BRIEF – Give only the number of lines in the records that include "send".

Saved data entries
- - - -

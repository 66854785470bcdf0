mod common;

use axum::body::Body;
use axum::http::{header, Request, StatusCode};
use serde_json::json;

use common::TestApp;

#[tokio::test]
async fn test_public_endpoints_start_empty() {
    let app = TestApp::new();

    let (status, profile) = app.get_json("/api/profile", None).await;
    assert_eq!(status, StatusCode::OK);
    assert!(profile.is_null());

    for uri in [
        "/api/social-links",
        "/api/sponsors",
        "/api/discount-codes",
        "/api/games",
    ] {
        let (status, body) = app.get_json(uri, None).await;
        assert_eq!(status, StatusCode::OK, "{uri}");
        assert_eq!(body, json!([]), "{uri}");
    }

    let (status, body) = app.get("/healthz", None).await;
    assert_eq!(status, StatusCode::OK);
    assert_eq!(body, b"ok");
}

#[tokio::test]
async fn test_admin_routes_require_admin_session() {
    let app = TestApp::new();

    let (status, _) = app.get_json("/api/admin/social-links", None).await;
    assert_eq!(status, StatusCode::UNAUTHORIZED);

    let (status, _) = app
        .json("PUT", "/api/admin/profile", Some("biolink_session=bogus"), json!({}))
        .await;
    assert_eq!(status, StatusCode::UNAUTHORIZED);

    app.add_user("viewer", "viewer-pass");
    let cookie = app.login("viewer", "viewer-pass").await.unwrap();
    let (status, _) = app.get_json("/api/admin/games", Some(&cookie)).await;
    assert_eq!(status, StatusCode::FORBIDDEN);
    let (status, _) = app
        .json("POST", "/api/admin/games", Some(&cookie), json!({ "name": "Chess" }))
        .await;
    assert_eq!(status, StatusCode::FORBIDDEN);

    let admin = app.admin_cookie().await;
    let (status, _) = app.get_json("/api/admin/games", Some(&admin)).await;
    assert_eq!(status, StatusCode::OK);
}

#[tokio::test]
async fn test_login_logout_flow() {
    let app = TestApp::new();

    assert!(app.login(common::ADMIN_USER, "wrong").await.is_none());

    let cookie = app.admin_cookie().await;
    assert!(cookie.starts_with("biolink_session="));

    let (status, user) = app.get_json("/api/auth/user", Some(&cookie)).await;
    assert_eq!(status, StatusCode::OK);
    assert_eq!(user["username"], "admin");
    assert_eq!(user["isAdmin"], true);

    let (status, _) = app.json("POST", "/api/auth/logout", Some(&cookie), json!({})).await;
    assert_eq!(status, StatusCode::OK);

    let (status, _) = app.get_json("/api/auth/user", Some(&cookie)).await;
    assert_eq!(status, StatusCode::UNAUTHORIZED);
}

#[tokio::test(flavor = "multi_thread", worker_threads = 2)]
async fn test_concurrent_logins_each_get_a_session() {
    let app = TestApp::new();

    let (first, second, wrong) = tokio::join!(
        app.login(common::ADMIN_USER, common::ADMIN_PASSWORD),
        app.login(common::ADMIN_USER, common::ADMIN_PASSWORD),
        app.login(common::ADMIN_USER, "wrong"),
    );
    let (first, second) = (first.unwrap(), second.unwrap());
    assert_ne!(first, second);
    assert!(wrong.is_none());

    for cookie in [&first, &second] {
        let (status, _) = app.get_json("/api/auth/user", Some(cookie)).await;
        assert_eq!(status, StatusCode::OK);
    }
}

#[tokio::test]
async fn test_social_link_crud_round_trip() {
    let app = TestApp::new();
    let admin = app.admin_cookie().await;

    let (status, created) = app
        .json(
            "POST",
            "/api/admin/social-links",
            Some(&admin),
            json!({
                "platform": "YouTube",
                "url": "https://youtube.com/@someone",
                "followerCount": "120K",
                "displayStyle": "grid",
                "columnSpan": 2
            }),
        )
        .await;
    assert_eq!(status, StatusCode::CREATED);
    let id = created["id"].as_str().unwrap().to_string();
    assert_eq!(created["displayOrder"], 0);
    assert_eq!(created["isActive"], true);
    assert_eq!(created["displayStyle"], "grid");

    let (_, public) = app.get_json("/api/social-links", None).await;
    assert_eq!(public.as_array().unwrap().len(), 1);
    assert_eq!(public[0]["followerCount"], "120K");

    let (status, updated) = app
        .json(
            "PUT",
            &format!("/api/admin/social-links/{id}"),
            Some(&admin),
            json!({ "isActive": false, "followerCount": "" }),
        )
        .await;
    assert_eq!(status, StatusCode::OK);
    assert_eq!(updated["isActive"], false);
    assert!(updated["followerCount"].is_null());
    assert_eq!(updated["platform"], "YouTube");

    let (_, public) = app.get_json("/api/social-links", None).await;
    assert_eq!(public, json!([]));
    let (_, all) = app.get_json("/api/admin/social-links", Some(&admin)).await;
    assert_eq!(all.as_array().unwrap().len(), 1);

    let uri = format!("/api/admin/social-links/{id}");
    assert_eq!(app.delete(&uri, Some(&admin)).await, StatusCode::NO_CONTENT);
    assert_eq!(app.delete(&uri, Some(&admin)).await, StatusCode::NOT_FOUND);
}

#[tokio::test]
async fn test_invalid_payloads_are_bad_requests() {
    let app = TestApp::new();
    let admin = app.admin_cookie().await;

    let (status, body) = app
        .json(
            "POST",
            "/api/admin/social-links",
            Some(&admin),
            json!({ "platform": "X", "url": "javascript:alert(1)", "columnSpan": 3 }),
        )
        .await;
    assert_eq!(status, StatusCode::BAD_REQUEST);
    assert_eq!(body["error"], "Validation failed");
    let fields: Vec<&str> = body["fields"]
        .as_array()
        .unwrap()
        .iter()
        .filter_map(|f| f.as_str())
        .collect();
    assert!(fields.contains(&"url"));
    assert!(fields.contains(&"column_span"));

    let (status, _) = app
        .json("POST", "/api/admin/sponsors", Some(&admin), json!({ "name": "No site" }))
        .await;
    assert_eq!(status, StatusCode::BAD_REQUEST);

    let (status, _) = app
        .json(
            "POST",
            "/api/admin/discount-codes",
            Some(&admin),
            json!({ "code": "GHOST", "sponsorId": "does-not-exist" }),
        )
        .await;
    assert_eq!(status, StatusCode::BAD_REQUEST);
}

#[tokio::test]
async fn test_deleting_sponsor_keeps_codes_as_general() {
    let app = TestApp::new();
    let admin = app.admin_cookie().await;

    let (_, sponsor) = app
        .json(
            "POST",
            "/api/admin/sponsors",
            Some(&admin),
            json!({ "name": "Acme", "websiteUrl": "https://acme.example" }),
        )
        .await;
    let sponsor_id = sponsor["id"].as_str().unwrap().to_string();

    for code in ["ACME10", "ACME20"] {
        let (status, _) = app
            .json(
                "POST",
                "/api/admin/discount-codes",
                Some(&admin),
                json!({ "code": code, "sponsorId": sponsor_id }),
            )
            .await;
        assert_eq!(status, StatusCode::CREATED);
    }

    let status = app
        .delete(&format!("/api/admin/sponsors/{sponsor_id}"), Some(&admin))
        .await;
    assert_eq!(status, StatusCode::NO_CONTENT);

    let (_, sponsors) = app.get_json("/api/sponsors", None).await;
    assert_eq!(sponsors, json!([]));
    let (_, codes) = app.get_json("/api/discount-codes", None).await;
    let codes = codes.as_array().unwrap();
    assert_eq!(codes.len(), 2);
    assert!(codes.iter().all(|c| c["sponsorId"].is_null()));
}

#[tokio::test]
async fn test_reorder_is_atomic() {
    let app = TestApp::new();
    let admin = app.admin_cookie().await;

    let mut ids = Vec::new();
    for name in ["First", "Second", "Third"] {
        let (_, game) = app
            .json("POST", "/api/admin/games", Some(&admin), json!({ "name": name }))
            .await;
        ids.push(game["id"].as_str().unwrap().to_string());
    }

    let reversed: Vec<&String> = ids.iter().rev().collect();
    let (status, _) = app
        .json(
            "POST",
            "/api/admin/games/reorder",
            Some(&admin),
            json!({ "ids": reversed }),
        )
        .await;
    assert_eq!(status, StatusCode::NO_CONTENT);

    let names = |games: serde_json::Value| -> Vec<String> {
        games
            .as_array()
            .unwrap()
            .iter()
            .map(|g| g["name"].as_str().unwrap().to_string())
            .collect()
    };
    let (_, games) = app.get_json("/api/games", None).await;
    assert_eq!(names(games), vec!["Third", "Second", "First"]);

    let (status, _) = app
        .json(
            "POST",
            "/api/admin/games/reorder",
            Some(&admin),
            json!({ "ids": [ids[0], "missing"] }),
        )
        .await;
    assert_eq!(status, StatusCode::BAD_REQUEST);
    let (_, games) = app.get_json("/api/games", None).await;
    assert_eq!(names(games), vec!["Third", "Second", "First"]);
}

#[tokio::test]
async fn test_profile_update_hides_api_key() {
    let app = TestApp::new();
    let admin = app.admin_cookie().await;

    let (status, saved) = app
        .json(
            "PUT",
            "/api/admin/profile",
            Some(&admin),
            json!({
                "name": "Nova",
                "themeColor": "#ff0000",
                "lolEnabled": true,
                "lolSummonerName": "Nova",
                "lolApiKey": "RGAPI-secret-key"
            }),
        )
        .await;
    assert_eq!(status, StatusCode::OK);
    assert_eq!(saved["name"], "Nova");
    assert!(saved.get("lolApiKey").is_none());

    let (_, body) = app.get("/api/profile", None).await;
    let text = String::from_utf8(body).unwrap();
    assert!(text.contains("\"themeColor\":\"#ff0000\""));
    assert!(!text.contains("RGAPI-secret-key"));

    let (status, _) = app
        .json(
            "PUT",
            "/api/admin/profile",
            Some(&admin),
            json!({ "lolRegion": "atlantis" }),
        )
        .await;
    assert_eq!(status, StatusCode::BAD_REQUEST);

    let (status, body) = app
        .json(
            "PUT",
            "/api/admin/profile",
            Some(&admin),
            json!({ "backgroundImage": "/uploads/a.png'); color: red; ('" }),
        )
        .await;
    assert_eq!(status, StatusCode::BAD_REQUEST);
    assert_eq!(body["fields"], json!(["background_image"]));
}

#[tokio::test]
async fn test_lol_lookup_without_key_serves_fallback() {
    let app = TestApp::new();

    let (status, body) = app
        .get_json("/api/lol/summoner/euw1/Faker/KR1", None)
        .await;
    assert_eq!(status, StatusCode::OK);
    assert_eq!(body["summonerName"], "Faker#KR1");
    assert_eq!(body["isFallback"], true);
    assert_eq!(body["rank"]["tier"], "Diamond");
    assert_eq!(body["recentMatches"].as_array().unwrap().len(), 5);
}

#[tokio::test]
async fn test_lol_lookup_tolerates_odd_match_counts() {
    let app = TestApp::new();

    for count in ["999", "abc", "-3", ""] {
        let uri = format!("/api/lol/summoner/tr1/Someone/TR1?count={count}");
        let (status, body) = app.get_json(&uri, None).await;
        assert_eq!(status, StatusCode::OK, "count={count}");
        assert_eq!(body["summonerName"], "Someone#TR1");
        assert_eq!(body["isFallback"], true);
    }
}

fn multipart_request(cookie: &str, file_name: &str, content: &[u8]) -> Request<Body> {
    let boundary = "biolinkboundary";
    let mut body = Vec::new();
    body.extend_from_slice(
        format!(
            "--{boundary}\r\nContent-Disposition: form-data; name=\"file\"; filename=\"{file_name}\"\r\nContent-Type: application/octet-stream\r\n\r\n"
        )
        .as_bytes(),
    );
    body.extend_from_slice(content);
    body.extend_from_slice(format!("\r\n--{boundary}--\r\n").as_bytes());

    Request::builder()
        .method("POST")
        .uri("/api/admin/upload")
        .header(header::COOKIE, cookie)
        .header(
            header::CONTENT_TYPE,
            format!("multipart/form-data; boundary={boundary}"),
        )
        .body(Body::from(body))
        .unwrap()
}

#[tokio::test]
async fn test_upload_accepts_images_only() {
    let app = TestApp::new();
    let admin = app.admin_cookie().await;

    let (status, _, _) = app
        .send(multipart_request(&admin, "evil.html", b"<script></script>"))
        .await;
    assert_eq!(status, StatusCode::BAD_REQUEST);

    let png = b"\x89PNG\r\n\x1a\nfake";
    let (status, body, _) = app.send(multipart_request(&admin, "Avatar.PNG", png)).await;
    assert_eq!(status, StatusCode::OK);
    let body: serde_json::Value = serde_json::from_slice(&body).unwrap();
    let path = body["path"].as_str().unwrap().to_string();
    assert!(path.starts_with("/uploads/"));
    assert!(path.ends_with(".png"));

    let request = Request::builder().uri(&path).body(Body::empty()).unwrap();
    let (status, served, headers) = app.send(request).await;
    assert_eq!(status, StatusCode::OK);
    assert_eq!(served, png);
    assert_eq!(headers[header::CONTENT_TYPE], "image/png");

    let (status, _) = app.get("/uploads/..%2Ftest.db", None).await;
    assert_eq!(status, StatusCode::NOT_FOUND);

    let (status, _, _) = app
        .send(multipart_request("biolink_session=nope", "a.png", png))
        .await;
    assert_eq!(status, StatusCode::UNAUTHORIZED);
}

- - - -

SOLUTION BELOW – 4